Irresignado, o réu apelou. Sustenta, em síntese, que não restou
comprovada culpa do apelante, pois o animal estava preso dentro da
propriedade do recorrente. Assevera a ausência de comprovação dos danos
morais. Aduz que as crianças estavam provocando o animal, restando
configurada culpa exclusiva da vítima. Destaca que a prova oral comprovou
ter os responsáveis pelos cuidados das crianças faltado com o zelo, pois
sequer presenciaram o ocorrido. Pugna, ao final, pelo provimento do apelo.
Alternativamente, requer a redução do quantum indenizatório.
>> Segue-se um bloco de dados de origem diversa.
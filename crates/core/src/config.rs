// SPDX-License-Identifier: BUSL-1.1
// Copyright (c) 2026 Alfred Jean LLC

//! Configuration for the steward subsystem.
//!
//! Every section deserializes with defaults, so a config file only needs the
//! keys it overrides.

use serde::{Deserialize, Serialize};
use std::time::Duration;

/// Merge strategy used when landing a branch.
#[derive(Debug, Clone, Copy, PartialEq, Eq, Serialize, Deserialize, Default)]
#[serde(rename_all = "lowercase")]
pub enum MergeStrategy {
    #[default]
    Squash,
    Merge,
}

crate::labels! {
    MergeStrategy {
        Squash => "squash",
        Merge => "merge",
    }
}

/// Merge steward configuration.
#[derive(Debug, Clone, PartialEq, Serialize, Deserialize)]
#[serde(default)]
pub struct MergeConfig {
    /// Command run in the task worktree before merging.
    pub test_command: String,
    pub test_timeout_ms: u64,
    /// Attempt the merge after tests pass.
    pub auto_merge: bool,
    /// Remove the task worktree after a successful merge.
    pub auto_cleanup: bool,
    /// Delete the local branch after merge; also the remote one when a
    /// remote exists.
    pub delete_branch_after_merge: bool,
    pub merge_strategy: MergeStrategy,
    pub auto_push_after_merge: bool,
    /// Overrides target-branch auto-detection.
    pub target_branch: Option<String>,
    /// `created_by` for auto-created fix tasks.
    pub steward_entity_id: Option<crate::AgentId>,
}

impl Default for MergeConfig {
    fn default() -> Self {
        Self {
            test_command: "npm test".to_string(),
            test_timeout_ms: 300_000,
            auto_merge: true,
            auto_cleanup: true,
            delete_branch_after_merge: true,
            merge_strategy: MergeStrategy::Squash,
            auto_push_after_merge: true,
            target_branch: None,
            steward_entity_id: None,
        }
    }
}

impl MergeConfig {
    pub fn test_timeout(&self) -> Duration {
        Duration::from_millis(self.test_timeout_ms)
    }
}

/// Docs steward configuration.
#[derive(Debug, Clone, PartialEq, Serialize, Deserialize)]
#[serde(default)]
pub struct DocsConfig {
    /// Documentation root, relative to the workspace.
    pub docs_dir: String,
    /// Directories whose package index files anchor export verification.
    pub source_dirs: Vec<String>,
    /// Push the target branch after a docs merge.
    pub auto_push: bool,
    /// Overrides target-branch auto-detection.
    pub target_branch: Option<String>,
}

impl Default for DocsConfig {
    fn default() -> Self {
        Self {
            docs_dir: "docs".to_string(),
            source_dirs: vec!["packages".to_string(), "apps".to_string()],
            auto_push: true,
            target_branch: None,
        }
    }
}

/// Scheduler configuration.
#[derive(Debug, Clone, PartialEq, Serialize, Deserialize)]
#[serde(default)]
pub struct SchedulerConfig {
    /// History retention cap per steward.
    pub max_history_per_steward: usize,
    pub default_timeout_ms: u64,
    /// Register all stewards from the registry on `start()`.
    pub start_immediately: bool,
}

impl Default for SchedulerConfig {
    fn default() -> Self {
        Self {
            max_history_per_steward: 100,
            default_timeout_ms: 300_000,
            start_immediately: false,
        }
    }
}

/// Bounds enforced on spawned steward sessions.
#[derive(Debug, Clone, PartialEq, Serialize, Deserialize)]
#[serde(default)]
pub struct SessionConfig {
    pub idle_timeout_ms: u64,
    pub max_duration_ms: u64,
}

impl Default for SessionConfig {
    fn default() -> Self {
        Self { idle_timeout_ms: 120_000, max_duration_ms: 1_800_000 }
    }
}

impl SessionConfig {
    pub fn idle_timeout(&self) -> Duration {
        Duration::from_millis(self.idle_timeout_ms)
    }

    pub fn max_duration(&self) -> Duration {
        Duration::from_millis(self.max_duration_ms)
    }
}

/// Root configuration: one section per component.
#[derive(Debug, Clone, PartialEq, Serialize, Deserialize, Default)]
#[serde(default)]
pub struct StewardConfig {
    pub merge: MergeConfig,
    pub docs: DocsConfig,
    pub scheduler: SchedulerConfig,
    pub session: SessionConfig,
}

#[cfg(test)]
#[path = "config_tests.rs"]
mod tests;
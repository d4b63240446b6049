// SPDX-License-Identifier: BUSL-1.1
// Copyright (c) 2026 Alfred Jean LLC

//! Session monitoring for spawned steward sessions.
//!
//! Watches a session's event stream and force-terminates it when it goes
//! idle or outlives its hard duration bound. The watcher is a detached
//! task tied to a cancellation token, so it dies with the scheduler rather
//! than keeping the process alive.

use sf_adapters::{SessionEvent, SessionManager, SessionStatus, StopOptions};
use sf_core::{SessionConfig, SessionId};
use std::sync::Arc;
use std::time::Duration;
use tokio::sync::mpsc;
use tokio::task::JoinHandle;
use tokio_util::sync::CancellationToken;

/// Watches steward sessions for idleness and overlong runs.
#[derive(Clone)]
pub struct SessionMonitor {
    sessions: Arc<dyn SessionManager>,
    config: SessionConfig,
}

impl SessionMonitor {
    pub fn new(sessions: Arc<dyn SessionManager>, config: SessionConfig) -> Self {
        Self { sessions, config }
    }

    /// Poll cadence: half the idle timeout, capped at 30 seconds.
    fn poll_interval(&self) -> Duration {
        (self.config.idle_timeout() / 2).min(Duration::from_secs(30))
    }

    /// Watch one session until it exits, is terminated, or the token
    /// cancels.
    pub fn watch(
        &self,
        session_id: SessionId,
        mut events: mpsc::Receiver<SessionEvent>,
        shutdown: CancellationToken,
    ) -> JoinHandle<()> {
        let sessions = Arc::clone(&self.sessions);
        let idle_timeout = self.config.idle_timeout();
        let max_duration = self.config.max_duration();
        let poll = self.poll_interval();

        tokio::spawn(async move {
            let started = tokio::time::Instant::now();
            let mut last_activity = started;
            let mut ticker = tokio::time::interval(poll);
            ticker.set_missed_tick_behavior(tokio::time::MissedTickBehavior::Skip);
            // The first interval tick fires immediately; consume it.
            ticker.tick().await;

            loop {
                tokio::select! {
                    _ = shutdown.cancelled() => break,
                    event = events.recv() => match event {
                        Some(SessionEvent::Event) => last_activity = tokio::time::Instant::now(),
                        Some(SessionEvent::Status { status: SessionStatus::Terminated })
                        | Some(SessionEvent::Exit { .. })
                        | None => {
                            tracing::debug!(session = %session_id, "session ended, detaching watcher");
                            break;
                        }
                        Some(SessionEvent::Status { .. }) => {
                            last_activity = tokio::time::Instant::now();
                        }
                    },
                    _ = ticker.tick() => {
                        let now = tokio::time::Instant::now();
                        let idle_for = now - last_activity;
                        if idle_for > idle_timeout {
                            let reason = format!(
                                "Steward session idle for {}s (timeout: {}s)",
                                idle_for.as_secs(),
                                idle_timeout.as_secs()
                            );
                            terminate(&*sessions, &session_id, reason).await;
                            break;
                        }
                        if now - started > max_duration {
                            let reason = format!(
                                "Steward session exceeded max duration ({}s)",
                                max_duration.as_secs()
                            );
                            terminate(&*sessions, &session_id, reason).await;
                            break;
                        }
                    }
                }
            }
        })
    }
}

async fn terminate(sessions: &dyn SessionManager, id: &SessionId, reason: String) {
    tracing::warn!(session = %id, reason = %reason, "force-terminating steward session");
    let opts = StopOptions { graceful: false, reason: Some(reason) };
    match sessions.stop_session(id, opts).await {
        Ok(()) => {}
        // Already gone — nothing to terminate.
        Err(err) if err.is_not_found() => {}
        Err(err) => {
            tracing::warn!(session = %id, error = %err, "failed to stop steward session");
        }
    }
}

#[cfg(test)]
#[path = "monitor_tests.rs"]
mod tests;
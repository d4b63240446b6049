// SPDX-License-Identifier: BUSL-1.1
// Copyright (c) 2026 Alfred Jean LLC

//! Execution records: the result a steward run returns and the history
//! entry the scheduler keeps for it.

use crate::id::AgentId;
use crate::steward::Trigger;
use chrono::{DateTime, Utc};
use serde::{Deserialize, Serialize};

crate::define_id! {
    /// Identifier of one steward execution.
    ///
    /// Scheduler-minted ids are `exec-{seq}-{epoch_ms}` via
    /// [`ExecutionId::sequenced`]; `new()` exists for tests.
    pub struct ExecutionId("exec-");
}

impl ExecutionId {
    pub fn sequenced(seq: u64, epoch_ms: u64) -> Self {
        Self::from_string(format!("exec-{seq}-{epoch_ms}"))
    }
}

/// How an execution was triggered, for history filtering.
#[derive(Debug, Clone, Copy, PartialEq, Eq, Serialize, Deserialize)]
#[serde(rename_all = "lowercase")]
pub enum TriggerKind {
    Cron,
    Event,
    Manual,
}

crate::labels! {
    TriggerKind {
        Cron => "cron",
        Event => "event",
        Manual => "manual",
    }
}

/// What one steward run produced.
#[derive(Debug, Clone, PartialEq, Serialize, Deserialize)]
pub struct ExecutionResult {
    pub success: bool,
    #[serde(default, skip_serializing_if = "Option::is_none")]
    pub output: Option<String>,
    #[serde(default, skip_serializing_if = "Option::is_none")]
    pub error: Option<String>,
    #[serde(default, skip_serializing_if = "Option::is_none")]
    pub items_processed: Option<u32>,
    pub duration_ms: u64,
}

impl ExecutionResult {
    pub fn success(output: impl Into<String>, duration_ms: u64) -> Self {
        Self {
            success: true,
            output: Some(output.into()),
            error: None,
            items_processed: None,
            duration_ms,
        }
    }

    pub fn failure(error: impl Into<String>, duration_ms: u64) -> Self {
        Self {
            success: false,
            output: None,
            error: Some(error.into()),
            items_processed: None,
            duration_ms,
        }
    }

    crate::setters! {
        option items_processed: u32,
    }
}

/// One entry in the bounded execution history.
///
/// Created provisionally when an execution starts and finalized exactly once
/// with its completion time and result; immutable afterwards.
#[derive(Debug, Clone, PartialEq, Serialize, Deserialize)]
pub struct ExecutionEntry {
    pub execution_id: ExecutionId,
    pub steward_id: AgentId,
    pub steward_name: String,
    pub trigger: Trigger,
    pub manual: bool,
    pub started_at: DateTime<Utc>,
    #[serde(default, skip_serializing_if = "Option::is_none")]
    pub completed_at: Option<DateTime<Utc>>,
    #[serde(default, skip_serializing_if = "Option::is_none")]
    pub result: Option<ExecutionResult>,
    #[serde(default, skip_serializing_if = "Option::is_none")]
    pub event_context: Option<serde_json::Value>,
}

impl ExecutionEntry {
    pub fn is_finalized(&self) -> bool {
        self.completed_at.is_some()
    }

    /// `None` while in flight, `Some(success)` once finalized.
    pub fn succeeded(&self) -> Option<bool> {
        self.result.as_ref().map(|r| r.success)
    }

    pub fn trigger_kind(&self) -> TriggerKind {
        if self.manual {
            TriggerKind::Manual
        } else {
            self.trigger.kind()
        }
    }
}

#[cfg(test)]
#[path = "execution_tests.rs"]
mod tests;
Contra-razões acostadas às fls. 213/216, requerendo a
manutenção do decisum.
Subiram os autos a esta Corte.
Aqui, o nobre Procurador de Justiça opinou pelo improvimento
do apelo.
Vieram os autos conclusos julgamento.
É o relatório.
VOTOS
DES. PAULO ROBERTO LESSA FRANZ (RELATOR)
Eminentes colegas.
É cediço que o dono ou detentor de animal, responde pelos
danos que este causar a outrem, salvo se comprovada a culpa da vítima ou
força maior. Trata-se de responsabilidade objetiva, proclamada pelo art.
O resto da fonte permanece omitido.